-- Data excerpts follows --

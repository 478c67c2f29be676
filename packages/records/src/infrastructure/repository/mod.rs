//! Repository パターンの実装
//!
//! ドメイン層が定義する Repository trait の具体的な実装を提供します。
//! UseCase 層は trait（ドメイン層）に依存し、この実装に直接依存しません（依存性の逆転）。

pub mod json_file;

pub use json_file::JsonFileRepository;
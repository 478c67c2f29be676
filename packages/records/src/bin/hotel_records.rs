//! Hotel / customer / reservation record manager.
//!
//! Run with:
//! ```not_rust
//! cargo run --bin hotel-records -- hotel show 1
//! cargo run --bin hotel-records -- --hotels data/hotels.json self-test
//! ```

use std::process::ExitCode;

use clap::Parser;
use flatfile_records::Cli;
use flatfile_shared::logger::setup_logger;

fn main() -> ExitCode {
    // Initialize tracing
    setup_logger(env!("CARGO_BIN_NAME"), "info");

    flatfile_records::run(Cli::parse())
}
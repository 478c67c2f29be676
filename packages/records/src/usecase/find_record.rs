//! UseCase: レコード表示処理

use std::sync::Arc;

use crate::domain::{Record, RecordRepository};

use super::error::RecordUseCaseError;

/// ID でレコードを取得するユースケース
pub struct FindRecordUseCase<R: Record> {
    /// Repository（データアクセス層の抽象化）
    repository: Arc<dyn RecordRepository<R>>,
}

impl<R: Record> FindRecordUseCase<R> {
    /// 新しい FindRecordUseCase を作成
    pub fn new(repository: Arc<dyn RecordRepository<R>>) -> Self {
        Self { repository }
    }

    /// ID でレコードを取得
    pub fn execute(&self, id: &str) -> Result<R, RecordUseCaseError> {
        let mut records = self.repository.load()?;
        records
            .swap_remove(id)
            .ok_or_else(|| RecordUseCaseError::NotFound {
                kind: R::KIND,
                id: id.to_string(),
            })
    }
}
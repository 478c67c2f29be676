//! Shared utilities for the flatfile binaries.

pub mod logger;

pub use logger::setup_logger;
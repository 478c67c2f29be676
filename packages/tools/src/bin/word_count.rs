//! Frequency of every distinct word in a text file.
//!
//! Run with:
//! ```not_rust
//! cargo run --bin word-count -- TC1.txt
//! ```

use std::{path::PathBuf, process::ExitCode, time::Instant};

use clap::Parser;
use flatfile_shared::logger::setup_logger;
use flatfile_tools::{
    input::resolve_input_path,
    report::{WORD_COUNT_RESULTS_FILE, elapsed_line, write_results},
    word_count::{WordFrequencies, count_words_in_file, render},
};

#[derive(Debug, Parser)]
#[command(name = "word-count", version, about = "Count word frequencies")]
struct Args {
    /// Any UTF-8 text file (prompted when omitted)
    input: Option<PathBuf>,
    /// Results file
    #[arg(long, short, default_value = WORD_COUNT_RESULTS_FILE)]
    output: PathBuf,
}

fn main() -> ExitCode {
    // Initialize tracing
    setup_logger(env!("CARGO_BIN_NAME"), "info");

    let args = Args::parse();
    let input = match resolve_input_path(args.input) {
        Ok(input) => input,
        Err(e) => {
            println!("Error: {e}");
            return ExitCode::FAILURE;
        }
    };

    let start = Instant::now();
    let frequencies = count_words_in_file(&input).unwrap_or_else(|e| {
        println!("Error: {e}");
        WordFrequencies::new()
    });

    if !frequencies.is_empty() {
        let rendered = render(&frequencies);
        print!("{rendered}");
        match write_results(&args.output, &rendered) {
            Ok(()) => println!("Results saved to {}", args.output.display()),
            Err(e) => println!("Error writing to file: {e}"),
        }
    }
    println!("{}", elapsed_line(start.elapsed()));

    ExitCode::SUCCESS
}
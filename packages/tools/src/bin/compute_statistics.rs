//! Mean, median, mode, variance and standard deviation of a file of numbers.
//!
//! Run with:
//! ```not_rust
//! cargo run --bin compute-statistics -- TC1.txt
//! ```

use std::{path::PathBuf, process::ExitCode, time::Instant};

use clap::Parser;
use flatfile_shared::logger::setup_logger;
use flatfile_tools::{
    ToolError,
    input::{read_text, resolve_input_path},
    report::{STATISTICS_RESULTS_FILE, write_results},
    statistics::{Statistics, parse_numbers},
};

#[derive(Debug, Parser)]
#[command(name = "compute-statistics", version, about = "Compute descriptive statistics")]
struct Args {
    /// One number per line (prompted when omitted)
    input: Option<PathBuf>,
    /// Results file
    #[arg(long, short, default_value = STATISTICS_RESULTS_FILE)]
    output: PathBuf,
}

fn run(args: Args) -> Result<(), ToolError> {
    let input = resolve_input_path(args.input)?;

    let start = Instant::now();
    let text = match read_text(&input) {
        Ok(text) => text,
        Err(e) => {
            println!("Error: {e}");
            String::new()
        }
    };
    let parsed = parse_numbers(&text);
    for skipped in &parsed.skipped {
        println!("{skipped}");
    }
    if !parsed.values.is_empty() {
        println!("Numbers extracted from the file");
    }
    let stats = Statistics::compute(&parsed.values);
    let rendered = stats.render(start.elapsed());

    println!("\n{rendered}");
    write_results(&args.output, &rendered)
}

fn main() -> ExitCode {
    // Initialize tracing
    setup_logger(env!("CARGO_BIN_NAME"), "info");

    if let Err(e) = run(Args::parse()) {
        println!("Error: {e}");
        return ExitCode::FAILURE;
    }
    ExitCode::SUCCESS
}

-- Data excerpts concluded --

All records above must be returned exactly as they appear.

### Response box
repository 478c67c2f29be676
filename packages/records/src/infrastructure/repository/mod.rs
//! Repository パターンの実装
//!
//! ドメイン層が定義する Repository trait の具体的な実装を提供します。
//! UseCase 層は trait（ドメイン層）に依存し、この実装に直接依存しません（依存性の逆転）。

pub mod json_file;

pub use json_file::JsonFileRepository;
repository 478c67c2f29be676
filename packages/records/src/bin/hotel_records.rs
//! Hotel / customer / reservation record manager.
//!
//! Run with:
//! ```not_rust
//! cargo run --bin hotel-records -- hotel show 1
//! cargo run --bin hotel-records -- --hotels data/hotels.json self-test
//! ```

use std::process::ExitCode;

use clap::Parser;
use flatfile_records::Cli;
use flatfile_shared::logger::setup_logger;

fn main() -> ExitCode {
    // Initialize tracing
    setup_logger(env!("CARGO_BIN_NAME"), "info");

    flatfile_records::run(Cli::parse())
}
repository 478c67c2f29be676
filename packages/records/src/usecase/find_record.rs
//! UseCase: レコード表示処理

use std::sync::Arc;

use crate::domain::{Record, RecordRepository};

use super::error::RecordUseCaseError;

/// ID でレコードを取得するユースケース
pub struct FindRecordUseCase<R: Record> {
    /// Repository（データアクセス層の抽象化）
    repository: Arc<dyn RecordRepository<R>>,
}

impl<R: Record> FindRecordUseCase<R> {
    /// 新しい FindRecordUseCase を作成
    pub fn new(repository: Arc<dyn RecordRepository<R>>) -> Self {
        Self { repository }
    }

    /// ID でレコードを取得
    pub fn execute(&self, id: &str) -> Result<R, RecordUseCaseError> {
        let mut records = self.repository.load()?;
        records
            .swap_remove(id)
            .ok_or_else(|| RecordUseCaseError::NotFound {
                kind: R::KIND,
                id: id.to_string(),
            })
    }
}
repository 478c67c2f29be676
//! Shared utilities for the flatfile binaries.

pub mod logger;

pub use logger::setup_logger;
repository 478c67c2f29be676
filename packages/tools/src/bin/word_count.rs
//! Frequency of every distinct word in a text file.
//!
//! Run with:
//! ```not_rust
//! cargo run --bin word-count -- TC1.txt
//! ```

use std::{path::PathBuf, process::ExitCode, time::Instant};

use clap::Parser;
use flatfile_shared::logger::setup_logger;
use flatfile_tools::{
    input::resolve_input_path,
    report::{WORD_COUNT_RESULTS_FILE, elapsed_line, write_results},
    word_count::{WordFrequencies, count_words_in_file, render},
};

#[derive(Debug, Parser)]
#[command(name = "word-count", version, about = "Count word frequencies")]
struct Args {
    /// Any UTF-8 text file (prompted when omitted)
    input: Option<PathBuf>,
    /// Results file
    #[arg(long, short, default_value = WORD_COUNT_RESULTS_FILE)]
    output: PathBuf,
}

fn main() -> ExitCode {
    // Initialize tracing
    setup_logger(env!("CARGO_BIN_NAME"), "info");

    let args = Args::parse();
    let input = match resolve_input_path(args.input) {
        Ok(input) => input,
        Err(e) => {
            println!("Error: {e}");
            return ExitCode::FAILURE;
        }
    };

    let start = Instant::now();
    let frequencies = count_words_in_file(&input).unwrap_or_else(|e| {
        println!("Error: {e}");
        WordFrequencies::new()
    });

    if !frequencies.is_empty() {
        let rendered = render(&frequencies);
        print!("{rendered}");
        match write_results(&args.output, &rendered) {
            Ok(()) => println!("Results saved to {}", args.output.display()),
            Err(e) => println!("Error writing to file: {e}"),
        }
    }
    println!("{}", elapsed_line(start.elapsed()));

    ExitCode::SUCCESS
}
filename packages/tools/src/bin/compute_statistics.rs
//! Mean, median, mode, variance and standard deviation of a file of numbers.
//!
//! Run with:
//! ```not_rust
//! cargo run --bin compute-statistics -- TC1.txt
//! ```

use std::{path::PathBuf, process::ExitCode, time::Instant};

use clap::Parser;
use flatfile_shared::logger::setup_logger;
use flatfile_tools::{
    ToolError,
    input::{read_text, resolve_input_path},
    report::{STATISTICS_RESULTS_FILE, write_results},
    statistics::{Statistics, parse_numbers},
};

#[derive(Debug, Parser)]
#[command(name = "compute-statistics", version, about = "Compute descriptive statistics")]
struct Args {
    /// One number per line (prompted when omitted)
    input: Option<PathBuf>,
    /// Results file
    #[arg(long, short, default_value = STATISTICS_RESULTS_FILE)]
    output: PathBuf,
}

fn run(args: Args) -> Result<(), ToolError> {
    let input = resolve_input_path(args.input)?;

    let start = Instant::now();
    let text = match read_text(&input) {
        Ok(text) => text,
        Err(e) => {
            println!("Error: {e}");
            String::new()
        }
    };
    let parsed = parse_numbers(&text);
    for skipped in &parsed.skipped {
        println!("{skipped}");
    }
    if !parsed.values.is_empty() {
        println!("Numbers extracted from the file");
    }
    let stats = Statistics::compute(&parsed.values);
    let rendered = stats.render(start.elapsed());

    println!("\n{rendered}");
    write_results(&args.output, &rendered)
}

fn main() -> ExitCode {
    // Initialize tracing
    setup_logger(env!("CARGO_BIN_NAME"), "info");

    if let Err(e) = run(Args::parse()) {
        println!("Error: {e}");
        return ExitCode::FAILURE;
    }
    ExitCode::SUCCESS
}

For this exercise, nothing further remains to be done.